Mudar práticas históricas
“A bacia amazónica é muito diversa e dinâmica [em termos ambientais e políticos]”, afirmou a investigadora, em conferência de imprensa, englobando mesmo a ideia de “microclimas” em dimensões além das ambientais. Países como Brasil, Colômbia ou Peru já estão a trabalhar em “reformas promissoras” que poderão trazer uma oportunidade para transformação.
Há ainda “práticas históricas de gestão da terra, da água e da energia” que contribuem para a vulnerabilidade das pessoas e dos ecossistemas ao impacto da seca, como a desflorestação, a destruição da vegetação, os incêndios, a queima de biomassa, a agricultura industrial, a criação de gado e outros “problemas socioclimáticos que diminuíram a capacidade de retenção de água e humidade da terra, agravando assim as condições de seca”, referem os investigadores.
Para trazer soluções para um futuro climático mais incerto, Simphiwe Stewart insiste numa visão holística: “Não é olhar para uma actividade ou outra, mas um ecossistema.” A investigadora faz notar que é preciso mudar o “enquadramento institucional sistémico” que ainda favorece a desflorestação, mantendo medidas e subsídios que incentivam determinados usos do solo.

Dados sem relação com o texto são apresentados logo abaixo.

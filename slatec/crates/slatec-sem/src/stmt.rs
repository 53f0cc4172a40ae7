//! Statement elaboration.
//!
//! Control flow keeps one exit block per function and a stack of loop
//! exits; `break` and `return` emit destructors for every scope they
//! unwind before branching, and normal scope exit does the same, so no
//! variable is destroyed twice on any path.

use slatec_ast as ast;
use slatec_util::{Span, Symbol};

use crate::ctx::{GenCtx, LoopFrame};
use crate::entity::Variable;
use crate::error::{DiagKind, SemResult};
use crate::scope::ScopeOwner;
use crate::types::TypeKind;
use crate::value::{Value, ValueKind};

impl GenCtx<'_> {
    pub fn elaborate_stmt(&mut self, stmt: &ast::Stmt) -> SemResult<()> {
        match stmt {
            ast::Stmt::Expr(expr) => {
                self.elaborate_expr(expr)?;
                Ok(())
            }
            ast::Stmt::Let(decl) => self.stmt_let(decl),
            ast::Stmt::If(stmt) => self.stmt_if(stmt),
            ast::Stmt::While(stmt) => self.stmt_while(stmt),
            ast::Stmt::For(stmt) => self.stmt_for(stmt),
            ast::Stmt::Return(expr, span) => self.stmt_return(expr.as_ref(), *span),
            ast::Stmt::Break(span) => self.stmt_break(*span),
            ast::Stmt::Block(block) => self.stmt_block(block),
        }
    }

    fn stmt_block(&mut self, block: &ast::Block) -> SemResult<()> {
        self.enter_scope(ScopeOwner::Block);
        let result: SemResult<()> = (|| {
            for stmt in &block.stmts {
                self.elaborate_stmt(stmt)?;
            }
            Ok(())
        })();
        if result.is_ok() {
            self.exit_scope()?;
        }
        result
    }

    // ------------------------------------------------------------------
    // Declarations
    // ------------------------------------------------------------------

    fn stmt_let(&mut self, decl: &ast::LetStmt) -> SemResult<()> {
        let declared = match &decl.ty {
            Some(texpr) => Some(self.resolve_type(texpr)?),
            None => None,
        };

        if decl.init.is_none() {
            if decl.is_const {
                self.report(DiagKind::UninitializedConst(decl.name), decl.span);
            }
            let Some(ty) = declared else {
                self.report(DiagKind::ExpectedType(decl.name), decl.span);
                return Ok(());
            };
            // Uninitialized storage.
            let slot = self.alloc_slot(ty, decl.name);
            self.bind_local(decl.name, ty, slot, decl.is_const, decl.span);
            return Ok(());
        }

        let init = decl.init.as_ref().expect("checked above");

        // Construct class initializers directly into the variable's
        // storage so the variable owns the object (and its destructor).
        if let ast::Expr::ClassInit(ci) = init {
            let constructed = self.class_init(ci)?;
            if self.is_poisoned(&constructed) {
                return Ok(());
            }
            let ty = declared.unwrap_or(constructed.ty);
            if !self.arena.types_equal(ty, constructed.ty) {
                let converted = self.convert_or_error(&constructed, ty, decl.span);
                let slot = self.alloc_slot(ty, decl.name);
                self.store_into(ty, slot, &converted, decl.span);
                self.bind_local(decl.name, ty, slot, decl.is_const, decl.span);
                return Ok(());
            }
            // Adopt the constructed storage as the variable itself.
            let mut value = constructed;
            value.name = decl.name;
            value.is_temporary = false;
            value.kind = ValueKind::Variable {
                is_const: decl.is_const,
            };
            let var = self.arena.vars.push(Variable {
                name: decl.name,
                value,
                is_const: decl.is_const,
                span: decl.span,
            });
            let scope = self.current_scope();
            if self
                .scopes
                .insert(
                    scope,
                    decl.name,
                    crate::scope::Binding::Entity(crate::entity::Entity::Var(var)),
                )
                .is_err()
            {
                self.report(DiagKind::RedeclaredName(decl.name), decl.span);
            }
            return Ok(());
        }

        let value = self.elaborate_expr(init)?;
        if self.is_poisoned(&value) {
            return Ok(());
        }

        // `const` with a folded literal stays in the constant domain and
        // needs no storage; assignment then fails naturally.
        if decl.is_const && declared.is_none() {
            if value.as_const().is_some() {
                let mut constant = value.clone();
                constant.name = decl.name;
                let var = self.arena.vars.push(Variable {
                    name: decl.name,
                    value: constant,
                    is_const: true,
                    span: decl.span,
                });
                let scope = self.current_scope();
                if self
                    .scopes
                    .insert(
                        scope,
                        decl.name,
                        crate::scope::Binding::Entity(crate::entity::Entity::Var(var)),
                    )
                    .is_err()
                {
                    self.report(DiagKind::RedeclaredName(decl.name), decl.span);
                }
                return Ok(());
            }
        }

        let ty = declared.unwrap_or_else(|| self.arena.strip_refs(value.ty));
        let slot = self.alloc_slot(ty, decl.name);
        self.store_into(ty, slot, &value, decl.span);
        self.bind_local(decl.name, ty, slot, decl.is_const, decl.span);
        Ok(())
    }

    fn bind_local(
        &mut self,
        name: Symbol,
        ty: crate::types::TypeId,
        slot: slatec_ssa::ValueRef,
        is_const: bool,
        span: Span,
    ) {
        let mut value = Value::place(name, ty, slot);
        value.kind = ValueKind::Variable { is_const };
        self.declare_var(
            name,
            Variable {
                name,
                value,
                is_const,
                span,
            },
            span,
            true,
        );
    }

    // ------------------------------------------------------------------
    // Control flow
    // ------------------------------------------------------------------

    fn stmt_if(&mut self, stmt: &ast::IfStmt) -> SemResult<()> {
        let cond = self.elaborate_expr(&stmt.cond)?;
        let cond = self.to_bool(&cond, stmt.cond.span());

        let (then_block, else_block, merge) = {
            let mut b = self.bld();
            let then_block = b.new_basic_block("then");
            let else_block = stmt.else_branch.as_ref().map(|_| b.new_basic_block("else"));
            let merge = b.new_basic_block("endif");
            b.br_cond(cond.ssa, then_block, else_block.unwrap_or(merge));
            (then_block, else_block, merge)
        };

        self.set_block(then_block);
        self.stmt_block(&stmt.then_branch)?;
        if !self.bld().is_terminated() {
            self.bld().br(merge);
        }

        if let (Some(else_block), Some(else_branch)) = (else_block, &stmt.else_branch) {
            self.set_block(else_block);
            self.stmt_block(else_branch)?;
            if !self.bld().is_terminated() {
                self.bld().br(merge);
            }
        }

        self.set_block(merge);
        Ok(())
    }

    fn stmt_while(&mut self, stmt: &ast::WhileStmt) -> SemResult<()> {
        let (header, body_block, exit) = {
            let mut b = self.bld();
            let header = b.new_basic_block("while.cond");
            let body_block = b.new_basic_block("while.body");
            let exit = b.new_basic_block("while.end");
            b.br(header);
            (header, body_block, exit)
        };

        self.set_block(header);
        let cond = self.elaborate_expr(&stmt.cond)?;
        let cond = self.to_bool(&cond, stmt.cond.span());
        self.bld().br_cond(cond.ssa, body_block, exit);

        let depth = self.frame().scope_stack.len();
        self.frame_mut().loops.push(LoopFrame {
            exit,
            scope_depth: depth,
        });

        self.set_block(body_block);
        let body_result = self.stmt_block(&stmt.body);
        if body_result.is_ok() && !self.bld().is_terminated() {
            self.bld().br(header);
        }
        self.frame_mut().loops.pop();
        body_result?;

        self.set_block(exit);
        Ok(())
    }

    /// `for x in e`: `e` must expose `next()` returning a two-property
    /// class `(has_value, value)`. The `begin`/`end` iterator form is not
    /// part of the protocol and is rejected.
    fn stmt_for(&mut self, stmt: &ast::ForStmt) -> SemResult<()> {
        let iterable = self.elaborate_expr(&stmt.iter)?;
        if self.is_poisoned(&iterable) {
            return Ok(());
        }
        let shown = self.arena.display_type(iterable.ty);
        if self.arena.class_of(iterable.ty).is_none() {
            self.report(
                DiagKind::InvalidOperator {
                    op: "for".to_string(),
                    ty: shown,
                },
                stmt.span,
            );
            return Ok(());
        }
        let place = self.ensure_addressable(&iterable);
        let next_sym = Symbol::intern("next");
        let has_next = self
            .find_member_value(&place, next_sym, stmt.span)?
            .is_some();
        if !has_next {
            self.report(
                DiagKind::InvalidOperator {
                    op: "for".to_string(),
                    ty: shown,
                },
                stmt.span,
            );
            return Ok(());
        }

        let (header, body_block, exit) = {
            let mut b = self.bld();
            let header = b.new_basic_block("for.cond");
            let body_block = b.new_basic_block("for.body");
            let exit = b.new_basic_block("for.end");
            b.br(header);
            (header, body_block, exit)
        };

        // Header: step = iter.next(); branch on step's first property.
        self.set_block(header);
        let method = self
            .find_member_value(&place, next_sym, stmt.span)?
            .expect("checked above");
        let step = self.call_value(method, Vec::new(), stmt.span)?;
        if self.is_poisoned(&step) {
            self.set_block(exit);
            return Ok(());
        }
        let step_place = self.ensure_addressable(&step);
        let Some(step_class) = self.arena.class_of(step_place.ty) else {
            self.report(
                DiagKind::InvalidOperator {
                    op: "for".to_string(),
                    ty: self.arena.display_type(step.ty),
                },
                stmt.span,
            );
            self.set_block(exit);
            return Ok(());
        };
        if self.arena.classes[step_class].properties.len() < 2 {
            self.report(
                DiagKind::InvalidOperator {
                    op: "for".to_string(),
                    ty: self.arena.display_type(step.ty),
                },
                stmt.span,
            );
            self.set_block(exit);
            return Ok(());
        }
        let has_value = self.read_own_property(&step_place, step_class, 0);
        let has_value = self.to_bool(&has_value, stmt.span);
        self.bld().br_cond(has_value.ssa, body_block, exit);

        let depth = self.frame().scope_stack.len();
        self.frame_mut().loops.push(LoopFrame {
            exit,
            scope_depth: depth,
        });

        // Body: bind the element by copy, then the statements.
        self.set_block(body_block);
        self.enter_scope(ScopeOwner::Block);
        let body_result: SemResult<()> = (|| {
            let element = self.read_own_property(&step_place, step_class, 1);
            let elem_ty = self.arena.strip_refs(element.ty);
            let slot = self.alloc_slot(elem_ty, stmt.binding);
            self.store_into(elem_ty, slot, &element, stmt.span);
            self.bind_local(stmt.binding, elem_ty, slot, false, stmt.span);

            for s in &stmt.body.stmts {
                self.elaborate_stmt(s)?;
            }
            Ok(())
        })();
        if body_result.is_ok() {
            self.exit_scope()?;
            if !self.bld().is_terminated() {
                self.bld().br(header);
            }
        }
        self.frame_mut().loops.pop();
        body_result?;

        self.set_block(exit);
        Ok(())
    }

    fn stmt_return(&mut self, expr: Option<&ast::Expr>, span: Span) -> SemResult<()> {
        let ret_type = self.frame().ret_type;
        let is_void = matches!(self.arena.type_kind(ret_type), TypeKind::Void);

        match expr {
            Some(expr) => {
                let value = self.elaborate_expr(expr)?;
                if is_void {
                    self.report(
                        DiagKind::ReturnTypeMismatch(self.arena.display_type(ret_type)),
                        span,
                    );
                } else if !self.is_poisoned(&value) {
                    if !self.can_convert(value.ty, ret_type) {
                        self.report(
                            DiagKind::ReturnTypeMismatch(self.arena.display_type(ret_type)),
                            span,
                        );
                    } else if let Some(slot) = self.frame().ret_slot {
                        let converted = self.cast_value(&value, ret_type);
                        let loaded = self.load_for_read(&converted);
                        self.bld().store(loaded.ssa, slot);
                    }
                }
            }
            None => {
                if !is_void && !self.arena.is_error(ret_type) {
                    self.report(
                        DiagKind::ReturnTypeMismatch(self.arena.display_type(ret_type)),
                        span,
                    );
                }
            }
        }

        self.unwind_for_return()?;
        let exit = self.frame().exit_block;
        self.bld().br(exit);
        Ok(())
    }

    fn stmt_break(&mut self, span: Span) -> SemResult<()> {
        let Some(loop_frame) = self.frame().loops.last() else {
            self.report(DiagKind::BreakOutsideLoop, span);
            return Ok(());
        };
        let (exit, depth) = (loop_frame.exit, loop_frame.scope_depth);
        self.unwind_for_break(depth)?;
        self.bld().br(exit);
        Ok(())
    }

    /// Read property `index` of a class place as an l-value (no parent
    /// walk; protocol helpers know the property they want).
    pub(crate) fn read_own_property(
        &mut self,
        place: &Value,
        class: crate::entity::ClassId,
        index: usize,
    ) -> Value {
        let def = &self.arena.classes[class];
        let prop = def.properties[index].clone();
        let field_index = def.parents.len() + index;
        let class_ssa = def.ssa;
        let prop_ssa = self.arena.ssa_type(prop.ty);
        let ptr_ty = self.module.types.ptr(prop_ssa);

        let zero = slatec_ssa::ValueRef::Const(slatec_ssa::Const::int(32, 0));
        let field = slatec_ssa::ValueRef::Const(slatec_ssa::Const::int(32, field_index as u64));
        let ptr = self
            .bld()
            .gep(class_ssa, place.ssa, vec![zero, field], ptr_ty);
        Value::place(prop.name, prop.ty, ptr)
    }
}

A falta de capacidade de responder às secas recentes mostra também que é preciso reformar as políticas para tornar mais eficazes os sistemas de previsão e alertas precoces, repensar os planos de contingência para a seca, apostar em práticas sustentáveis de gestão da água e reforçar o investimento em infra-estruturas para fazer face a secas futuras e mais intensas.
No terreno, estas medidas devem traduzir-se em “estratégias mais eficazes de gestão da água, uma resposta humanitária interdisciplinar e uma cooperação regional que inclua os agricultores e outras partes interessadas no planeamento”, resumem os investigadores.